THE CURSE (said the man who was sitting in the armchair with the orange upholstery) which fell upon Jamieson was unjustified. As a husband he was kind, as a father, affectionate. He met his payroll promptly. Never once did he transgress the thin but definite line which separates good business dealing from skullduggery. It is true, he was not much given to piety nor efflorescent in the matter of good works—but nowadays, gentlemen, who is?

Jamieson's doom was not only unjustified, it was inappropriate. It was the sort of doom which ought to have been imposed on a poet or a reasonably romantic man of letters rather than on a prosperous roofing contractor. But when the second week in August turned intolerably hot and from day to day the heat increased until the city was a burning, echoing, emptiness, Jamieson took the resolution which led to his downfall. His wife was visiting her mother, the children were at camp. There was no reason why he should stay in town. He decided to spend a few days at the beach.

He had no reservations. Perhaps the moral of this history (the man in the orange armchair said) is always to make reservations. He tried first at the Belmont-Pierre, a de luxe hostelry surrounded by twenty-seven acres of gardens, where he and Mrs. Jamieson had always stayed before. From there, growing less choicey with every refusal, he visited eight or ten hotels, each slightly lower in the social scale than the one before. He came to rest at last in a boarding house.

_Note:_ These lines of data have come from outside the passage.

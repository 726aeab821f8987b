use std::fmt;
use std::path::Path;

use anyhow::Context;
use chrono::Duration;
use serde::de::{self, MapAccess, Visitor};
use serde::ser::SerializeMap;
use serde::{Deserialize, Deserializer, Serialize, Serializer};

use crate::error::ChallengeError;
use crate::models::{Entry, Participant, MAX_WEEKLY_STEPS, SEED_WEEKS};

pub const ROSTER: [(&str, &str); 6] = [
    ("Riad", "#3B82F6"),
    ("Keith", "#10B981"),
    ("Hari", "#F59E0B"),
    ("Victoria", "#EF4444"),
    ("Leigeme", "#8B5CF6"),
    ("Derek", "#EC4899"),
];

/// Weekly totals for `SEED_WEEKS`, in roster order.
const SEED_STEPS: [[u64; 3]; 6] = [
    [28_000, 32_500, 25_000],
    [35_000, 42_000, 38_000],
    [21_000, 24_500, 28_000],
    [45_000, 52_000, 48_000],
    [18_000, 22_000, 19_500],
    [31_000, 29_000, 35_000],
];

/// Participants in a fixed iteration order. Serialized as a JSON object keyed by name.
#[derive(Debug, Clone, Default, PartialEq, Eq)]
pub struct Store {
    participants: Vec<Participant>,
}

impl Store {
    pub fn empty_roster() -> Self {
        Self {
            participants: ROSTER
                .iter()
                .map(|(name, color)| Participant::new(name, color))
                .collect(),
        }
    }

    pub fn seed() -> Self {
        let mut store = Self::empty_roster();
        for (participant, weekly) in store.participants.iter_mut().zip(SEED_STEPS) {
            participant.entries = SEED_WEEKS
                .iter()
                .zip(weekly)
                .map(|(week_start, steps)| Entry {
                    week_start: *week_start,
                    week_end: *week_start + Duration::days(6),
                    steps,
                })
                .collect();
        }
        store
    }

    pub fn participants(&self) -> &[Participant] {
        &self.participants
    }

    pub fn get(&self, name: &str) -> Option<&Participant> {
        self.participants.iter().find(|p| p.name == name)
    }

    fn get_mut(&mut self, name: &str) -> Result<&mut Participant, ChallengeError> {
        self.participants
            .iter_mut()
            .find(|p| p.name == name)
            .ok_or_else(|| ChallengeError::UnknownParticipant(name.to_string()))
    }

    pub fn add_entry(&mut self, name: &str, entry: Entry) -> Result<(), ChallengeError> {
        if entry.steps == 0 {
            return Err(ChallengeError::ZeroSteps);
        }
        if entry.steps > MAX_WEEKLY_STEPS {
            return Err(ChallengeError::TooManySteps {
                steps: entry.steps,
                max: MAX_WEEKLY_STEPS,
            });
        }
        if entry.week_end < entry.week_start {
            return Err(ChallengeError::InvertedWeek {
                week_start: entry.week_start,
                week_end: entry.week_end,
            });
        }
        if !entry.within_challenge() {
            tracing::warn!(
                participant = name,
                week_start = %entry.week_start,
                week_end = %entry.week_end,
                "entry falls outside the challenge window"
            );
        }

        let participant = self.get_mut(name)?;
        tracing::info!(participant = name, steps = entry.steps, "adding entry");
        participant.entries.push(entry);
        Ok(())
    }

    /// Removes the entry at `index` in insertion order.
    pub fn delete_entry(&mut self, name: &str, index: usize) -> Result<Entry, ChallengeError> {
        let participant = self.get_mut(name)?;
        let len = participant.entries.len();
        if index >= len {
            return Err(ChallengeError::EntryOutOfRange {
                name: name.to_string(),
                index,
                len,
            });
        }
        let removed = participant.entries.remove(index);
        tracing::info!(participant = name, index, steps = removed.steps, "deleted entry");
        Ok(removed)
    }

    pub fn reset(&mut self) {
        *self = Self::empty_roster();
    }

    pub fn export_json(&self) -> Result<String, ChallengeError> {
        serde_json::to_string_pretty(self).map_err(ChallengeError::Serialize)
    }

    pub fn from_json(text: &str) -> Result<Self, ChallengeError> {
        serde_json::from_str(text).map_err(ChallengeError::InvalidBackup)
    }

    /// Replaces the whole store. On failure the current contents are kept.
    pub fn import_json(&mut self, text: &str) -> Result<(), ChallengeError> {
        let imported = Self::from_json(text)?;
        tracing::info!(participants = imported.participants.len(), "imported backup");
        *self = imported;
        Ok(())
    }
}

pub fn load_or_seed(path: &Path) -> anyhow::Result<Store> {
    if !path.exists() {
        tracing::info!(path = %path.display(), "no session file, loading seed data");
        let store = Store::seed();
        save(&store, path)?;
        return Ok(store);
    }

    let text = std::fs::read_to_string(path)
        .with_context(|| format!("failed to read session file {}", path.display()))?;
    let store = Store::from_json(&text)
        .with_context(|| format!("session file {} is not a valid backup", path.display()))?;
    tracing::debug!(path = %path.display(), participants = store.participants.len(), "loaded session");
    Ok(store)
}

pub fn save(store: &Store, path: &Path) -> anyhow::Result<()> {
    let json = store.export_json()?;
    std::fs::write(path, json)
        .with_context(|| format!("failed to write session file {}", path.display()))?;
    tracing::debug!(path = %path.display(), "saved session");
    Ok(())
}

fn is_hex_color(color: &str) -> bool {
    color.len() == 7
        && color.starts_with('#')
        && color[1..].chars().all(|c| c.is_ascii_hexdigit())
}

#[derive(Serialize)]
struct ParticipantRef<'a> {
    color: &'a str,
    entries: &'a [Entry],
}

#[derive(Deserialize)]
#[serde(deny_unknown_fields)]
struct ParticipantRecord {
    color: String,
    entries: Vec<Entry>,
}

impl Serialize for Store {
    fn serialize<S: Serializer>(&self, serializer: S) -> Result<S::Ok, S::Error> {
        let mut map = serializer.serialize_map(Some(self.participants.len()))?;
        for participant in &self.participants {
            map.serialize_entry(
                &participant.name,
                &ParticipantRef {
                    color: &participant.color,
                    entries: &participant.entries,
                },
            )?;
        }
        map.end()
    }
}

struct StoreVisitor;

impl<'de> Visitor<'de> for StoreVisitor {
    type Value = Store;

    fn expecting(&self, f: &mut fmt::Formatter) -> fmt::Result {
        f.write_str("an object mapping participant names to {color, entries}")
    }

    fn visit_map<A: MapAccess<'de>>(self, mut access: A) -> Result<Store, A::Error> {
        let mut participants: Vec<Participant> = Vec::new();

        while let Some((name, record)) = access.next_entry::<String, ParticipantRecord>()? {
            if name.trim().is_empty() {
                return Err(de::Error::custom("participant name must not be empty"));
            }
            if participants.iter().any(|p| p.name == name) {
                return Err(de::Error::custom(format!("duplicate participant {name:?}")));
            }
            if !is_hex_color(&record.color) {
                return Err(de::Error::custom(format!(
                    "{name}: color {:?} is not #RRGGBB",
                    record.color
                )));
            }
            if let Some(entry) = record.entries.iter().find(|e| e.week_end < e.week_start) {
                return Err(de::Error::custom(format!(
                    "{name}: week ending {} starts after it ends",
                    entry.week_end
                )));
            }

            if let Some(entry) = record.entries.iter().find(|e| e.steps > MAX_WEEKLY_STEPS) {
                return Err(de::Error::custom(format!(
                    "{name}: {} steps in the week of {} is more than {MAX_WEEKLY_STEPS}",
                    entry.steps, entry.week_start
                )));
            }

            participants.push(Participant {
                name,
                color: record.color,
                entries: record.entries,
            });
        }

        Ok(Store { participants })
    }
}

impl<'de> Deserialize<'de> for Store {
    fn deserialize<D: Deserializer<'de>>(deserializer: D) -> Result<Store, D::Error> {
        deserializer.deserialize_map(StoreVisitor)
    }
}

Even for a boarding house, it was low. Only the hottest August in thirty-two years would have induced Jamieson to put up with it. But a wonderful cool breeze fluttered his room's dingy curtains, and he could get all his meals except breakfast at restaurants. He decided to stay.

The clientele of "Seahaven" was as dubious as the food. There was a young man who wore a bracelet on one wrist, a woman with a dry, scaly skin who slapped constantly at an imaginary fly on the bridge of her nose, and a child who brought decomposed starfish and bits of rotting seaweed into the dining room. And there was Madame Zilfa.

Jamieson noticed her particularly because she had the room next to his, and all day long people knocked at her door. She came down to breakfast the first morning of Jamieson's stay wearing an ankle-length frock of magenta-colored chiffon with sequins sewed all around the edge of the wide, wide skirt. The top part of the dress was covered by a little black plush jacket, and around her neck she wore a pallid, stringy bit of fur. Her eyes were the exact greenish yellow of a cat's.

Despite her sallow skin and dusty braids, she had a sort of haggish handsomeness. Jamieson decided that she looked like a fortuneteller at a street fair, and was pleased with the accuracy of his diagnosis when the landlady told him, with shy pride, that Madame Zilfa gave "readings" in her room.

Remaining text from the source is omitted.